O DSM (manual de diagnóstico estatístico de doenças mentais) de 2015 não entregou nenhum marcador biológico com 40 anos de pesquisa em neuropsicologia e neuropsiquiatria, não nos mostrou nenhuma causa de uma doença mental. O DSM é a nossa referência pra dizer o que é patológico e o que não é, o que é transtorno e o que não é. Então o que que a gente viu durante esses 40 anos foi uma proliferação de novos transtornos produzidos por convenção, sem hipóteses etiológicas realmente discutidas em profundidade e sem um modelo de como isso realmente acontece junto na mesma pessoa.

A pessoa tem uma coleção de sintomas, aí você diz “poxa, você deu azar, tem 7 doenças que deram na sua cabeça ao mesmo tempo”. Ao invés de dizer, obviamente, que deve ter alguns processos que condicionam outros processos, etiologias mais ou menos subordinadas e subordinantes. Isso foi um golpe científico. São 40 anos e inúmeras pesquisas investidas na descoberta de marcadores biológicos – esse é o conceito –, quer dizer, marcadores biológicos como a gente tem com a diabetes.

Então eu vou lá e faço o exame e descubro que existe um déficit ou excesso de açúcar, que o pâncreas não produz e isso pode ser medido. Bom, se há um déficit de neurotransmissores, a gente deveria poder medir também. Onde é que está essa prova? Onde é que está esse teste? Não tem, nenhum, zero. Isso vale para esquizofrenia, para autismo, para doenças que são muito mais claramente descriptivas, que têm uma semiologia relativamente estável e constante e que você consegue fazer para as verdadeiras doenças neurológicas como Alzheimer, Huntington e companhia.

Então há um ressentimento de que houve todo um conjunto de processos ligados à saúde mental que foi objeto de um equívoco, um equívoco histórico.

Em outra reação a esse equívoco a gente encontra os saudáveis processos de desinternação, da luta antimanicomial, das reformas que aconteceram no Brasil ligadas à formação de um outro modelo de atenção psicossocial, centralizados nos CAPs (Centros de Atenção Psicossocial).
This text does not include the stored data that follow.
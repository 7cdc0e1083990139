use crate::engine::Loader;
use crate::types::{DataFrame, DataTarget, RuleError, TargetType};
use async_trait::async_trait;
use redis::aio::{ConnectionManager, ConnectionManagerConfig};
use redis::{AsyncCommands, Client};
use std::fmt;
use std::time::Duration;
use tokio::sync::OnceCell;
use tracing::debug;

const DEFAULT_DATABASE: &str = "default";
const CONNECT_TIMEOUT: Duration = Duration::from_secs(5);
const CONNECT_RETRIES: usize = 2;

/// 文档存储加载器, 每个数据帧作为 JSON 文档追加到 `<database>:<collection>`
pub struct DatabaseLoader {
    client: Client,
    conn: OnceCell<ConnectionManager>,
    key: String,
}

impl fmt::Debug for DatabaseLoader {
    fn fmt(&self, f: &mut fmt::Formatter<'_>) -> fmt::Result {
        f.debug_struct("DatabaseLoader")
            .field("key", &self.key)
            .finish()
    }
}

impl DatabaseLoader {
    pub fn new(target: &DataTarget) -> Result<Self, RuleError> {
        let host = required(&target.database_host, "databaseHost")?;
        let collection = required(&target.collection, "collection")?;
        let database = target
            .database_name
            .as_deref()
            .filter(|d| !d.is_empty())
            .unwrap_or(DEFAULT_DATABASE);

        let url = connection_url(host, target.username.as_deref(), target.password.as_deref());
        // 只校验地址, 连接在写入时建立
        let client = Client::open(url.as_str())
            .map_err(|e| RuleError::Config(format!("invalid database host '{}': {}", host, e)))?;

        Ok(Self {
            client,
            conn: OnceCell::new(),
            key: format!("{}:{}", database, collection),
        })
    }

    /// 首次写入时建立连接, 之后所有数据帧复用同一个连接管理器; 建立失败时下次写入重试
    async fn connection(&self) -> Result<ConnectionManager, RuleError> {
        let conn = self
            .conn
            .get_or_try_init(|| async {
                let config = ConnectionManagerConfig::new()
                    .set_connection_timeout(CONNECT_TIMEOUT)
                    .set_response_timeout(CONNECT_TIMEOUT)
                    .set_number_of_retries(CONNECT_RETRIES);
                ConnectionManager::new_with_config(self.client.clone(), config).await
            })
            .await
            .map_err(|e| RuleError::Load(format!("database connection failed: {}", e)))?;
        Ok(conn.clone())
    }
}

fn required<'a>(value: &'a Option<String>, name: &str) -> Result<&'a str, RuleError> {
    value
        .as_deref()
        .filter(|v| !v.is_empty())
        .ok_or_else(|| RuleError::Config(format!("database target requires '{}'", name)))
}

fn connection_url(host: &str, username: Option<&str>, password: Option<&str>) -> String {
    let host = host
        .strip_prefix("redis://")
        .unwrap_or(host);
    match (username, password) {
        (Some(user), Some(pass)) => format!("redis://{}:{}@{}", user, pass, host),
        (None, Some(pass)) => format!("redis://:{}@{}", pass, host),
        _ => format!("redis://{}", host),
    }
}

#[async_trait]
impl Loader for DatabaseLoader {
    fn target_type(&self) -> TargetType {
        TargetType::Database
    }

    async fn load(&self, frame: &DataFrame) -> Result<(), RuleError> {
        let mut conn = self.connection().await?;

        let doc = frame.fields_json()?;
        let len: i64 = conn
            .rpush(&self.key, doc)
            .await
            .map_err(|e| RuleError::Load(format!("write to '{}' failed: {}", self.key, e)))?;
        debug!(key = %self.key, len, frame_id = %frame.id, "frame stored");
        Ok(())
    }
}

#[cfg(test)]
mod tests {
    use super::*;

    fn target() -> DataTarget {
        DataTarget {
            target_type: TargetType::Database,
            topic: None,
            database_host: Some("127.0.0.1:6379".into()),
            database_name: Some("iot".into()),
            collection: Some("readings".into()),
            username: None,
            password: None,
            url: None,
        }
    }

    #[test]
    fn builds_collection_key() {
        let loader = DatabaseLoader::new(&target()).unwrap();
        assert_eq!(loader.key, "iot:readings");
    }

    #[test]
    fn missing_collection_is_config_error() {
        let mut t = target();
        t.collection = None;
        assert!(matches!(DatabaseLoader::new(&t), Err(RuleError::Config(_))));
    }

    #[tokio::test]
    async fn unreachable_database_is_load_error() {
        let mut t = target();
        t.database_host = Some("127.0.0.1:1".into());
        let loader = DatabaseLoader::new(&t).unwrap();
        let mut frame = DataFrame::new();
        frame.set_field("temp", serde_json::json!(21));

        let err = loader.load(&frame).await.unwrap_err();
        assert!(matches!(err, RuleError::Load(_)), "unexpected error: {:?}", err);
        // 失败的连接不会被缓存
        assert!(loader.conn.get().is_none());
    }

    #[test]
    fn credentials_go_into_url() {
        assert_eq!(
            connection_url("db:6379", Some("u"), Some("p")),
            "redis://u:p@db:6379"
        );
        assert_eq!(connection_url("redis://db", None, None), "redis://db");
    }
}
Isso deixou para trás aquela antiga ideia de que a loucura deve ser colocada dentro de um condomínio, um hospício e ela fica lá, não sai e nós normais ficamos do lado de fora como dizia Simão Bacamarte, personagem de O alienista de Machado de Assis. [leia a reportagem 50 anos em 5: como o Brasil está regredindo décadas na luta antimanicomial]

O Estado se desincubiu da saúde mental. Ele retirou, não aplicou os recursos que deveria ter aplicado pela Constituição de 1988, isso valeu para o SUS também e o resultado agora é que a gente tem um colapso do sistema. “Ah, quem é o culpado? O que aconteceu?” Foram anos e anos da construção de um determinado discurso em saúde mental. Uma construção que deu nisso.”